Meinung Wer bei Verstand ist, muss einen geordneten Brexit wollen
Meinung · Der französische Präsident Macron hat Recht. Europa kann sich nicht auf Dauer zur Geisel einer unfähigen britischen Politik machen, die im Chaos versinkt. Daran haben auch nichts die Kurzvisiten der britischen Premierministerin Theresa May in Berlin und Paris geändert.
Die Brexit-Debatte hat immerhin dazu geführt, dass viele Bürger die Bedeutung eines einigen Europas wieder zu schätzen wissen. Wenn sich die EU-Staats- und Regierungschefs jetzt weiter auf den sprichwörtlichen Schrecken ohne Ende einlassen, verspielt die Union zurückgewonnenes Vertrauen. Das kann in Zeiten der Populisten keiner wollen.

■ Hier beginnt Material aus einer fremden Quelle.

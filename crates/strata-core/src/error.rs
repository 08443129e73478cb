//! Centralized error types for strata.

use thiserror::Error;

/// Main error type for strata operations.
#[derive(Error, Debug)]
pub enum StrataError {
    #[error("Configuration error: {0}")]
    Config(String),

    #[error("Invalid label '{0}': labels must be plain identifiers")]
    InvalidLabel(String),

    #[error("Unknown job: {0}")]
    UnknownJob(String),

    #[error("Malformed job definition '{name}': {reason}")]
    MalformedJob { name: String, reason: String },

    #[error("Graph store error: {0}")]
    Graph(String),

    #[error("Cleanup did not converge for job '{job}' after {attempts} passes")]
    CleanupStalled { job: String, attempts: u32 },

    #[error("Provider error: {0}")]
    Provider(String),

    #[error("IO error: {0}")]
    Io(#[from] std::io::Error),

    #[error("JSON error: {0}")]
    Json(#[from] serde_json::Error),
}

/// Result type for strata operations.
pub type StrataResult<T> = Result<T, StrataError>;

impl StrataError {
    /// Create a configuration error.
    pub fn config(msg: impl Into<String>) -> Self {
        Self::Config(msg.into())
    }

    /// Create a graph store error.
    pub fn graph(msg: impl Into<String>) -> Self {
        Self::Graph(msg.into())
    }

    /// Create a provider error.
    pub fn provider(msg: impl Into<String>) -> Self {
        Self::Provider(msg.into())
    }
}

Eine erneute Fristverlängerung, wie sie offenbar angedacht ist, darf es daher nur mit diesmal tatsächlich unverrückbaren Bedingungen geben.
Klar ist auch: Wer bei Verstand ist, muss einen geordneten Brexit wollen. Und das ist nach wie vor das Ziel der Kanzlerin, wie sie Theresa May sicherlich verdeutlicht haben dürfte. Die Britin war als Bittstellerin nach Berlin und Paris gekommen, bei Macron erfuhr sie weit weniger Wohlwollen. Klar ist: Die Kanzlerin hat mittlerweile weit weniger Einfluss in Europa als gemeinhin angenommen.
Zumal die Premierministerin bislang keinen glaubhaften und seriösen Plan vorgelegt hat, wie sie doch noch eine Mehrheit im Unterhaus für einen Deal hinbekommen will. Den muss sie in der Tasche haben, um die 27 EU-Länder beim Sondergipfel an diesem Mittwoch zu überzeugen. May verhandelt zwar daheim mit der Oppositionspartei Labour, aber das macht eine Lösung nicht wahrscheinlicher. Die Kanzlerin wird sich wohl zurückgehalten haben, der Britin allzu viele positive Signale mit auf den Weg zu geben. Schon gar nicht, dass die EU nach einer Fristverlängerung womöglich ihrerseits das Brexit-Abkommen wieder aufschnüren könnte. Liefern muss London, nicht mehr Brüssel.